**Instructions for the task**
Each record that follows must be given again without alteration.

- Opening Delimiter -

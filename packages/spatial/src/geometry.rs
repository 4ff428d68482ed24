//! Boundary geometry parsing.
//!
//! Ward tables carry geometries either as WKT (`MULTIPOLYGON (((...)))`) or
//! as `GeoJSON` geometry objects. Both are normalized to [`MultiPolygon`].

use geo::{BoundingRect as _, MultiPolygon};
use geojson::GeoJson;
use rstar::AABB;
use wkt::TryFromWkt as _;

/// Parses a WKT or `GeoJSON` polygon/multipolygon.
///
/// # Errors
///
/// Returns a description of the problem if the text is empty, malformed,
/// or not a polygonal geometry.
pub fn parse_boundary(text: &str) -> Result<MultiPolygon<f64>, String> {
    let text = text.trim();
    if text.is_empty() {
        return Err("empty geometry".to_string());
    }

    let geometry = if text.starts_with('{') {
        parse_geojson_geometry(text)?
    } else {
        geo::Geometry::<f64>::try_from_wkt_str(text).map_err(|e| e.to_string())?
    };

    match geometry {
        geo::Geometry::MultiPolygon(mp) => Ok(mp),
        geo::Geometry::Polygon(p) => Ok(MultiPolygon(vec![p])),
        _ => Err("geometry is not a polygon or multipolygon".to_string()),
    }
}

fn parse_geojson_geometry(text: &str) -> Result<geo::Geometry<f64>, String> {
    let geojson: GeoJson = text.parse().map_err(|e: geojson::Error| e.to_string())?;
    let GeoJson::Geometry(geom) = geojson else {
        return Err("GeoJSON is not a bare geometry".to_string());
    };
    geom.try_into().map_err(|e: geojson::Error| e.to_string())
}

/// Compute the bounding box envelope for a [`MultiPolygon`].
pub(crate) fn compute_envelope(mp: &MultiPolygon<f64>) -> AABB<[f64; 2]> {
    mp.bounding_rect().map_or_else(
        || AABB::from_point([0.0, 0.0]),
        |rect| AABB::from_corners([rect.min().x, rect.min().y], [rect.max().x, rect.max().y]),
    )
}

#[cfg(test)]
mod tests {
    use super::*;

    #[test]
    fn parses_wkt_multipolygon() {
        let mp = parse_boundary("MULTIPOLYGON (((0 0, 1 0, 1 1, 0 1, 0 0)))").unwrap();
        assert_eq!(mp.0.len(), 1);
    }

    #[test]
    fn promotes_wkt_polygon() {
        let mp = parse_boundary("POLYGON ((0 0, 1 0, 1 1, 0 1, 0 0))").unwrap();
        assert_eq!(mp.0.len(), 1);
    }

    #[test]
    fn parses_geojson_polygon() {
        let mp = parse_boundary(
            r#"{"type":"Polygon","coordinates":[[[0,0],[1,0],[1,1],[0,1],[0,0]]]}"#,
        )
        .unwrap();
        assert_eq!(mp.0.len(), 1);
    }

    #[test]
    fn rejects_points_and_garbage() {
        assert!(parse_boundary("POINT (1 2)").is_err());
        assert!(parse_boundary("not wkt").is_err());
        assert!(parse_boundary("").is_err());
        assert!(parse_boundary(r#"{"type":"Feature"}"#).is_err());
    }

    #[test]
    fn envelope_covers_polygon() {
        let mp = parse_boundary("POLYGON ((2 3, 5 3, 5 7, 2 7, 2 3))").unwrap();
        let env = compute_envelope(&mp);
        assert_eq!(env.lower(), [2.0, 3.0]);
        assert_eq!(env.upper(), [5.0, 7.0]);
    }
}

- Closing Delimiter -

**Response to this task**
filename packages/spatial/src/geometry.rs
repository 4ff428d68482ed24
//! Boundary geometry parsing.
//!
//! Ward tables carry geometries either as WKT (`MULTIPOLYGON (((...)))`) or
//! as `GeoJSON` geometry objects. Both are normalized to [`MultiPolygon`].

use geo::{BoundingRect as _, MultiPolygon};
use geojson::GeoJson;
use rstar::AABB;
use wkt::TryFromWkt as _;

/// Parses a WKT or `GeoJSON` polygon/multipolygon.
///
/// # Errors
///
/// Returns a description of the problem if the text is empty, malformed,
/// or not a polygonal geometry.
pub fn parse_boundary(text: &str) -> Result<MultiPolygon<f64>, String> {
    let text = text.trim();
    if text.is_empty() {
        return Err("empty geometry".to_string());
    }

    let geometry = if text.starts_with('{') {
        parse_geojson_geometry(text)?
    } else {
        geo::Geometry::<f64>::try_from_wkt_str(text).map_err(|e| e.to_string())?
    };

    match geometry {
        geo::Geometry::MultiPolygon(mp) => Ok(mp),
        geo::Geometry::Polygon(p) => Ok(MultiPolygon(vec![p])),
        _ => Err("geometry is not a polygon or multipolygon".to_string()),
    }
}

fn parse_geojson_geometry(text: &str) -> Result<geo::Geometry<f64>, String> {
    let geojson: GeoJson = text.parse().map_err(|e: geojson::Error| e.to_string())?;
    let GeoJson::Geometry(geom) = geojson else {
        return Err("GeoJSON is not a bare geometry".to_string());
    };
    geom.try_into().map_err(|e: geojson::Error| e.to_string())
}

/// Compute the bounding box envelope for a [`MultiPolygon`].
pub(crate) fn compute_envelope(mp: &MultiPolygon<f64>) -> AABB<[f64; 2]> {
    mp.bounding_rect().map_or_else(
        || AABB::from_point([0.0, 0.0]),
        |rect| AABB::from_corners([rect.min().x, rect.min().y], [rect.max().x, rect.max().y]),
    )
}

#[cfg(test)]
mod tests {
    use super::*;

    #[test]
    fn parses_wkt_multipolygon() {
        let mp = parse_boundary("MULTIPOLYGON (((0 0, 1 0, 1 1, 0 1, 0 0)))").unwrap();
        assert_eq!(mp.0.len(), 1);
    }

    #[test]
    fn promotes_wkt_polygon() {
        let mp = parse_boundary("POLYGON ((0 0, 1 0, 1 1, 0 1, 0 0))").unwrap();
        assert_eq!(mp.0.len(), 1);
    }

    #[test]
    fn parses_geojson_polygon() {
        let mp = parse_boundary(
            r#"{"type":"Polygon","coordinates":[[[0,0],[1,0],[1,1],[0,1],[0,0]]]}"#,
        )
        .unwrap();
        assert_eq!(mp.0.len(), 1);
    }

    #[test]
    fn rejects_points_and_garbage() {
        assert!(parse_boundary("POINT (1 2)").is_err());
        assert!(parse_boundary("not wkt").is_err());
        assert!(parse_boundary("").is_err());
        assert!(parse_boundary(r#"{"type":"Feature"}"#).is_err());
    }

    #[test]
    fn envelope_covers_polygon() {
        let mp = parse_boundary("POLYGON ((2 3, 5 3, 5 7, 2 7, 2 3))").unwrap();
        let env = compute_envelope(&mp);
        assert_eq!(env.lower(), [2.0, 3.0]);
        assert_eq!(env.upper(), [5.0, 7.0]);
    }
}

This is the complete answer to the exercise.